"We are moving to end the old 'Catch And Release' style of border enforcement, increasing removals by tens of thousands a year."—Department of Homeland Security Secretary Michael Chertoff told the Senate Judiciary Committee on October 18.
Yawn. As Peter Brimelow has blogged, it never occurred to us at VDARE.com that anyone would take Secretary Chertoff's remarks seriously. Peter suggested a two-point plan to gauge the sincerity of any "illegal immigration crackdown"—(1) is the Expedited Removal law, on the books since 1996, finally going to be implemented? (2) are lawyers, in the shape of the Executive Office for Immigration Review, going to be gotten out of the way, so illegals can be summarily deported? This Bush bafflegab failed on both counts.
But it does reveal something about the Bush Administration's real attitude to immigration law enforcement—and toward the extraordinary elite drive to merge the U.S., Mexico and Canada.
In his statement, Secretary Chertoff trumpeted:
"Today I am announcing this goal for DHS: eliminate completely the 'Catch And Release' enforcement problem. Return every single illegal entrant—no exceptions. What's more, it should be possible to achieve significant progress in less than a year, as we apply concentrated removal efforts with the support of individual countries."
Yawn again. All this means is that the phrase "Catch And Release" has been so loudly shouted from the rooftops by heroic media patriots like Lou Dobbs (with a little help, we like to think, from VDARE.COM) that it has become radioactive.
So, in order to sell its guest worker program, the Bush Administration has realized that it has to pretend to be against its own "Catch And Release" policy.
Accordingly, in a sleight of hand worthy of its notorious redefinition of "amnesty," the Bush Administration has reinterpreted "Catch And Release" as purely a "border enforcement" problem.
Here's a Juan Mann reality check: There's far more catching-and-releasing of illegal aliens and removable criminal alien residents going in the interior of the United States than at the borders.
It's clear from Secretary Chertoff's statement that this business about "return[ing] every single illegal entrant" certainly does NOT apply at all to the thousands of illegal aliens already given a de facto non-deportation amnesty by being allowed to adjust their status to permanent residence under the shameful Section 245(i) give-aways.
This Section 245(i) crowd of illegal aliens and visa-overstayers aren't being returned ANYWHERE!
As I wrote in 2002, the DHS does not "Catch And Release" aliens simply for sport, like some sort of fishing tournament. It does it to serve the EOIR system.

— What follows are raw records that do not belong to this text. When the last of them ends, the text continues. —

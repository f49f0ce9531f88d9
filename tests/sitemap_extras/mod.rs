use mockito::{Matcher, Mock, ServerGuard};

/// Builds a `<sitemapindex>` listing the given child sitemaps.
#[allow(dead_code)]
pub fn sitemap_index(children: &[&str]) -> String {
    let entries: String = children
        .iter()
        .map(|child| format!("  <sitemap><loc>{child}</loc></sitemap>\n"))
        .collect();

    format!(
        "<?xml version=\"1.0\" encoding=\"UTF-8\"?>\n\
         <sitemapindex xmlns=\"http://www.sitemaps.org/schemas/sitemap/0.9\">\n{entries}</sitemapindex>"
    )
}

/// Builds a `<urlset>` listing the given page locations verbatim.
#[allow(dead_code)]
pub fn url_set(locations: &[&str]) -> String {
    let entries: String = locations
        .iter()
        .map(|location| format!("  <url><loc>{location}</loc><changefreq>weekly</changefreq></url>\n"))
        .collect();

    format!(
        "<?xml version=\"1.0\" encoding=\"UTF-8\"?>\n\
         <urlset xmlns=\"http://www.sitemaps.org/schemas/sitemap/0.9\">\n{entries}</urlset>"
    )
}

/// Serves `xml` at `path`, expecting exactly one request.
#[allow(dead_code)]
pub async fn serve_xml(server: &mut ServerGuard, path: &str, xml: &str) -> Mock {
    server
        .mock("GET", path)
        .with_status(200)
        .with_header("content-type", "application/xml")
        .with_body(xml)
        .expect(1)
        .create_async()
        .await
}

/// Serves `xml` for relayed requests whose query mentions `target`.
#[allow(dead_code)]
pub async fn serve_relayed_xml(server: &mut ServerGuard, target: &str, xml: &str) -> Mock {
    server
        .mock("GET", "/relay")
        .match_query(Matcher::Regex(regex::escape(target)))
        .with_status(200)
        .with_header("content-type", "application/xml")
        .with_body(xml)
        .expect(1)
        .create_async()
        .await
}
//! The client module sends batches of URLs to the configured AI provider and
//! normalizes its answer into [`SlugResult`]s.

use async_trait::async_trait;
use log::{debug, warn};
use serde_json::Value;

use crate::adapter::{RequestTarget, adapter_for};
use crate::error::{Result, SlugError};
use crate::http;
use crate::normalize::map_results;
use crate::prompt::build_prompt;
use crate::provider::{Provider, ProviderConfig};
use crate::slug::SlugResult;

/// Anything that can propose slugs for one batch of URLs.
#[async_trait]
pub trait SlugOptimizer: Send + Sync {
    /// Proposes a slug for every URL in `urls`.
    ///
    /// The returned results follow the order of `urls` and carry the ids
    /// `id_base`, `id_base + 1`, and so on.
    async fn optimize_batch(
        &self,
        urls: &[String],
        geo_target: &str,
        id_base: i64,
    ) -> Result<Vec<SlugResult>>;
}

/// HTTP client for the slug-proposing AI providers.
pub struct SlugClient {
    http: reqwest::Client,
    config: ProviderConfig,
    base_url: Option<String>,
    relay: Option<String>,
    prompt_template: Option<String>,
}

impl SlugClient {
    pub fn new(config: ProviderConfig) -> Self {
        Self {
            http: http::client(),
            config,
            base_url: None,
            relay: None,
            prompt_template: None,
        }
    }

    /// Sends requests to `base_url` instead of the provider's public API origin.
    pub fn with_base_url(mut self, base_url: impl Into<String>) -> Self {
        self.base_url = Some(base_url.into().trim_end_matches('/').to_string());
        self
    }

    /// Routes messages-API calls through a CORS relay prefix.
    pub fn with_relay(mut self, relay: impl Into<String>) -> Self {
        self.relay = Some(relay.into());
        self
    }

    /// Replaces the default prompt; `{geo_target}` and `{urls}` are substituted.
    pub fn with_prompt_template(mut self, template: impl Into<String>) -> Self {
        self.prompt_template = Some(template.into());
        self
    }

    pub fn config(&self) -> &ProviderConfig {
        &self.config
    }

    /// Proposes slugs for `urls`, numbering the results from the current time.
    ///
    /// # Errors
    ///
    /// Returns an error if:
    /// * The provider cannot be reached ([`SlugError::Network`])
    /// * The provider rejects the credential ([`SlugError::InvalidCredential`])
    /// * The provider answers with any other failure status ([`SlugError::Provider`])
    /// * The answer holds no JSON array ([`SlugError::MalformedResponse`])
    pub async fn optimize(&self, urls: &[String], geo_target: &str) -> Result<Vec<SlugResult>> {
        self.optimize_batch(urls, geo_target, chrono::Utc::now().timestamp_millis())
            .await
    }
}

#[async_trait]
impl SlugOptimizer for SlugClient {
    async fn optimize_batch(
        &self,
        urls: &[String],
        geo_target: &str,
        id_base: i64,
    ) -> Result<Vec<SlugResult>> {
        let provider = self.config.provider();
        let adapter = adapter_for(provider);
        let target = RequestTarget {
            config: &self.config,
            base_url: self
                .base_url
                .as_deref()
                .unwrap_or(provider.default_base_url()),
            relay: self.relay.as_deref(),
        };
        let prompt = build_prompt(self.prompt_template.as_deref(), geo_target, urls);

        debug!(
            "Asking {provider} ({}) for {} slugs",
            self.config.model(),
            urls.len()
        );

        let response = adapter
            .build_request(&self.http, &target, &prompt)
            .send()
            .await
            .map_err(|source| SlugError::Network {
                url: target.base_url.to_string(),
                source,
            })?;

        let status = response.status();
        let body = response.text().await.map_err(|source| SlugError::Network {
            url: target.base_url.to_string(),
            source,
        })?;

        if !status.is_success() {
            warn!("{provider} answered {status}: {body}");
            return Err(provider_error(provider, status.as_u16(), &body));
        }

        let body: Value = serde_json::from_str(&body)
            .map_err(|err| SlugError::MalformedResponse(err.to_string()))?;
        let items = adapter.parse_response(&body)?;

        Ok(map_results(&items, urls, id_base))
    }
}

/// Classifies a failed provider response.
///
/// Authentication failures, by status or by provider-reported code, become
/// [`SlugError::InvalidCredential`]; everything else keeps the provider's own
/// message when it sent one.
pub(crate) fn provider_error(provider: Provider, status: u16, body: &str) -> SlugError {
    let body: Option<Value> = serde_json::from_str(body).ok();
    let error = body.as_ref().and_then(|body| body.get("error"));

    if matches!(status, 401 | 403) || error.is_some_and(is_auth_error) {
        return SlugError::InvalidCredential(provider);
    }

    let message = error
        .and_then(|error| error.get("message"))
        .and_then(Value::as_str)
        .filter(|message| !message.is_empty())
        .map_or_else(|| format!("HTTP error! status: {status}"), str::to_string);

    SlugError::Provider {
        provider,
        status,
        message,
    }
}

fn is_auth_error(error: &Value) -> bool {
    let field = |name: &str| error.get(name).and_then(Value::as_str);

    matches!(
        field("type"),
        Some("authentication_error" | "permission_error")
    ) || field("code") == Some("invalid_api_key")
        || matches!(field("status"), Some("UNAUTHENTICATED" | "PERMISSION_DENIED"))
        || error
            .get("details")
            .and_then(Value::as_array)
            .is_some_and(|details| {
                details
                    .iter()
                    .any(|detail| detail.get("reason").and_then(Value::as_str) == Some("API_KEY_INVALID"))
            })
}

If the EOIR Immigration Court process (complete with its smorgasbord of relief from removal and automatic appellate rights) did not exist, then there would be absolutely no excuse for the federal government to release captured deportable aliens back to the streets.
With this type of unwieldy system, the INS cannot possibly detain so many aliens for so long during the process. The EOIR is the reason for what appears on the surface as mere INS folly.
"Catch And Release" isn't simply about "border enforcement." It never was! Here's the proof:
That's a lot of catching and releasing.
Secretary Chertoff's co-opting of the term "Catch And Release" is more evidence that the Bush Administration has no interest in enforcing immigration laws away from the borderlands.
It's really only interested in its "Temporary Worker Program" a.k.a "amnesty." Thus Chertoff also said:
"The comprehensive approach we have taken to removal can be applied more broadly to other aspects of border and interior enforcement. In that sense, what we are doing in our removal efforts is simply a down payment on our overall border enforcement initiative, which we are designing as a complement to the President's Temporary Worker Program." [My emphasis]
And here's what I think is the underlying reason why America's deportation system remains inexplicably paralyzed by federal litigation and rigged in favor of relief from removal.
Internationalists in the Bush and Clinton Administrations have decided to confine immigration enforcement only to the U.S. borderlands…until there's no enforcement at all, because the U.S., Mexico and Canada will have been merged into one unit behind a new "North American security perimeter."
This shared Canada-U.S-Mexico "security perimeter" is exactly what the Security and Prosperity Partnership of North America has in mind for America someday.
The Building a North American Community report was signed without dissent by the former chief immigration law enforcement officer of the U.S.—the Clinton Administration's Immigration and Naturalization Service Commissioner—Doris M. Meissner.
So who cares if there's no interior immigration law enforcement in the United States, as long as there's a "North American security perimeter" in the works for what former California Governor Gray Davis called the "magnificent region" that a merged U.S. and Mexico would comprise?
This may sound shocking—but remember, the same sort of elite consensus hornswoggled the historic nations of Europe into the "European Union."
And after all, under the Chertoff-Meissner plan, aren't we all North Americans now?